Piping, pressure and progress: Lessons from Malaysia’s rock-armoured embankment collapse in Kuala Nerus

It was recently reported that in late September 2025, a newly completed coastal embankment along Route T145 in Kuala Nerus, Terengganu collapsed during the Northeast Monsoon, less than a month after its RM 4.95 million construction was completed. While the surface damage was immediately visible, the underlying causes of failure lay within the embankment’s geotechnical system, specifically the interaction between soil behaviour, groundwater pressure and foundation design.

The hidden problem beneath the surface

Coastal embankments rarely fail simply because waves strike the road surface. The true vulnerability lies in how water moves through the soil supporting the structure. In Kuala Nerus, repeated wave action at the base of the embankment triggered a process called “piping” where fine sand particles were slowly washed out from the foundation.

Each incoming wave forced water into the embankment, while each retreating wave drew it back toward the sea. This created strong hydraulic gradients within the soil, gradually carrying away fine particles and hollowing out the supporting ground. Over time, a “suction” effect developed at the toe of the embankment. Trapped water was pulled seaward faster than it could drain, increasing internal pore-water pressures and forming hidden voids.

Once sufficient soil was lost, the embankment rotated and collapsed under its own weight, which is a classic rotational geotechnical failure. Importantly, such failures often occur suddenly, with little surface warning, explaining why a newly completed structure could fail so quickly.

Why surface rock armour was not enough

From the outside, the embankment appeared protected with conventional rock armour. Traditional revetments assume that surface protection alone is sufficient and that the underlying soil stays stable. However, along high-energy coastlines such as Terengganu’s, this assumption is often invalid.
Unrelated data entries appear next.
//! Line-and-marker chart of an averaged series.
//!
//! Labels and the chart table are always available; drawing needs the
//! `plotting` feature (plotlars).

use crate::frames::error::FrameError;
use crate::timestamps::ISO_UTC_PATTERN;
use crate::types::sample::SeriesPoint;
use polars::prelude::*;

/// Column holding the formatted x values of a chart table.
pub const TIME_LABEL_COLUMN: &str = "time";

/// Title and axis labels, derived from the variable name.
#[derive(Debug, Clone, PartialEq, Eq)]
pub struct ChartLabels {
    pub title: String,
    pub x_title: String,
    pub y_title: String,
}

impl ChartLabels {
    /// # Examples
    ///
    /// ```
    /// use imagery_series::ChartLabels;
    ///
    /// let labels = ChartLabels::for_variable("NO2");
    /// assert_eq!(labels.title, "Average NO2 Concentration Over Time");
    /// assert_eq!(labels.y_title, "NO2 Concentration");
    /// ```
    pub fn for_variable(variable: &str) -> Self {
        Self {
            title: format!("Average {variable} Concentration Over Time"),
            x_title: "Time".to_string(),
            y_title: format!("{variable} Concentration"),
        }
    }
}

/// Table handed to the plotting backend: `time` as ISO UTC text, `<variable>`.
pub fn chart_frame(variable: &str, points: &[SeriesPoint]) -> Result<DataFrame, FrameError> {
    let times: Vec<String> = points
        .iter()
        .map(|p| p.datetime.format(ISO_UTC_PATTERN).to_string())
        .collect();
    let values: Vec<f64> = points.iter().map(|p| p.value).collect();

    df!(
        TIME_LABEL_COLUMN => times,
        variable => values
    )
    .map_err(|source| FrameError::Polars {
        variable: variable.to_string(),
        source,
    })
}

#[cfg(feature = "plotting")]
pub use plotting::SeriesChart;

#[cfg(feature = "plotting")]
mod plotting {
    use super::{chart_frame, ChartLabels, TIME_LABEL_COLUMN};
    use crate::frames::error::FrameError;
    use crate::types::sample::SeriesPoint;
    use plotlars::{Line, Plot, Rgb, Shape, Text, TimeSeriesPlot};

    /// A rendered time-series chart. An empty series gives an empty chart.
    pub struct SeriesChart {
        plot: TimeSeriesPlot,
    }

    impl SeriesChart {
        pub fn new(variable: &str, points: &[SeriesPoint]) -> Result<Self, FrameError> {
            let data = chart_frame(variable, points)?;
            let labels = ChartLabels::for_variable(variable);

            let plot = TimeSeriesPlot::builder()
                .data(&data)
                .x(TIME_LABEL_COLUMN)
                .y(variable)
                .size(8)
                .colors(vec![Rgb(69, 157, 230)])
                .lines(vec![Line::Solid])
                .with_shape(true)
                .shapes(vec![Shape::Circle])
                .plot_title(Text::from(labels.title.as_str()).size(18))
                .x_title(Text::from(labels.x_title.as_str()))
                .y_title(Text::from(labels.y_title.as_str()))
                .build();

            Ok(Self { plot })
        }

        /// Opens the chart in the default browser.
        pub fn show(&self) {
            self.plot.plot();
        }

        /// Writes a standalone HTML page with the chart.
        pub fn write_html(&self, path: &str) {
            self.plot.write_html(path);
        }
    }
}

#[cfg(test)]
mod tests {
    use super::*;
    use chrono::{TimeZone, Utc};

    #[test]
    fn test_labels_follow_variable() {
        let labels = ChartLabels::for_variable("vertical_column_troposphere");
        assert_eq!(
            labels.title,
            "Average vertical_column_troposphere Concentration Over Time"
        );
        assert_eq!(labels.x_title, "Time");
        assert_eq!(labels.y_title, "vertical_column_troposphere Concentration");
    }

    #[test]
    fn test_chart_frame() -> Result<(), Box<dyn std::error::Error>> {
        let points = [SeriesPoint {
            datetime: Utc.with_ymd_and_hms(2024, 5, 20, 12, 0, 0).unwrap(),
            value: 3.0,
        }];
        let df = chart_frame("NO2", &points)?;

        assert_eq!(df.height(), 1);
        assert_eq!(
            df.column(TIME_LABEL_COLUMN)?.str()?.get(0),
            Some("2024-05-20T12:00:00Z")
        );
        assert_eq!(df.column("NO2")?.f64()?.get(0), Some(3.0));
        Ok(())
    }

    #[test]
    fn test_empty_chart_frame() -> Result<(), Box<dyn std::error::Error>> {
        assert_eq!(chart_frame("NO2", &[])?.height(), 0);
        Ok(())
    }

    #[cfg(feature = "plotting")]
    #[test]
    fn test_write_html() -> Result<(), Box<dyn std::error::Error>> {
        let dir = tempfile::tempdir()?;
        let path = dir.path().join("no2.html");
        let points = [SeriesPoint {
            datetime: Utc.with_ymd_and_hms(2024, 5, 20, 12, 0, 0).unwrap(),
            value: 3.0,
        }];

        SeriesChart::new("NO2", &points)?.write_html(&path.to_string_lossy());

        assert!(std::fs::read_to_string(&path)?.contains("NO2"));
        Ok(())
    }
}
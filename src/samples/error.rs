use thiserror::Error;

#[derive(Debug, Error)]
pub enum SampleError {
    #[error("Invalid service URL '{url}': {reason}")]
    InvalidServiceUrl { url: String, reason: String },

    #[error("Failed to encode query parameter as JSON")]
    QueryEncoding(#[source] serde_json::Error),

    #[error("Network request failed for {0}")]
    NetworkRequest(String, #[source] reqwest::Error),

    #[error("HTTP request failed for {url} with status {status}")]
    HttpStatus {
        url: String,
        status: reqwest::StatusCode,
        #[source]
        source: reqwest::Error,
    },

    #[error("Failed to read response body from {0}")]
    ResponseBody(String, #[source] reqwest::Error),

    #[error("Response body is not valid JSON")]
    InvalidJson(#[source] serde_json::Error),
}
Rock armour can absorb direct wave impact but does little to prevent erosion below the surface. When foundation protection does not extend beneath the largest scour depth, waves and currents can undermine the embankment from below, regardless of how large or heavy the surface stones are.

This is why modern coastal engineering emphasises deep-toe stabilisation. Steel sheet piles or micropiles driven deep into the seabed form a subsurface barrier, blocking soil loss and anchoring the embankment to stable ground.

How a small failure triggered a sudden collapse

Once the embankment toe lost support, the outer rocks shifted slightly, triggering a progressive “zipper effect.” The displacement of a few stones reduced support for neighbouring rocks, causing the revetment to unravel. At the same time, heavy monsoon rainfall allowed water to infiltrate faster than it could drain. Trapped water increased pore-water pressures, reducing soil shear strength and accelerating collapse.

The combination of undermined foundations, wave loading, and trapped water pressure caused the embankment to fail suddenly, despite appearing sound on the surface.

Why water must be allowed to escape

Overtopping waves and heavy rainfall force water into the embankment body, not just on the surface. If this water cannot escape, internal pressure builds up, pushing outward and weakening the soil structure. From a geotechnical perspective, elevated pore-water pressures reduce shear strength, making slopes more prone to sliding or rotation.

Modern embankments address this by incorporating sub-surface drainage systems, such as perforated pipes and deep weep holes. These allow trapped water to escape quickly, enabling the embankment to “breathe” and significantly reducing the risk of sudden failure during extreme weather events.

Better materials, better outcomes

Once the problem of trapped water is understood, engineering solutions become clearer. Coastal engineers now favour interlocking armour systems rather than loose rocks. For instance, Articulated Concrete Blocks (ACBs) form a continuous mat that can flex and settle with minor ground movement without breaking apart, keeping protection even when the foundation shifts.

Beneath these blocks, geotextile filter layers allow water to pass while holding fine soil particles in place, preventing internal erosion. During the intense rainfall of December 2025, such filters would have reduced pore-water pressures and preserved the embankment’s internal strength.

Together, advanced drainage and resilient armour systems could effectively transform embankments from rigid, vulnerable barriers into adaptive, long-lasting structures capable of withstanding extreme coastal events.

So, what can be learned?

The Kuala Nerus failure shows that coastal protection cannot rely on surface armour alone. Soil behaviour, water pressures and foundation stability are equally critical. Integrating deep-toe stabilisation, interlocking armour, geotextiles and sub-surface drainage ensures embankments can withstand monsoons and extreme waves while supporting sustainable development and protecting public safety. These measures also demonstrate how engineered, geotechnically informed solutions address both visible forces and hidden subsurface processes, creating resilient coastal infrastructure for the nation.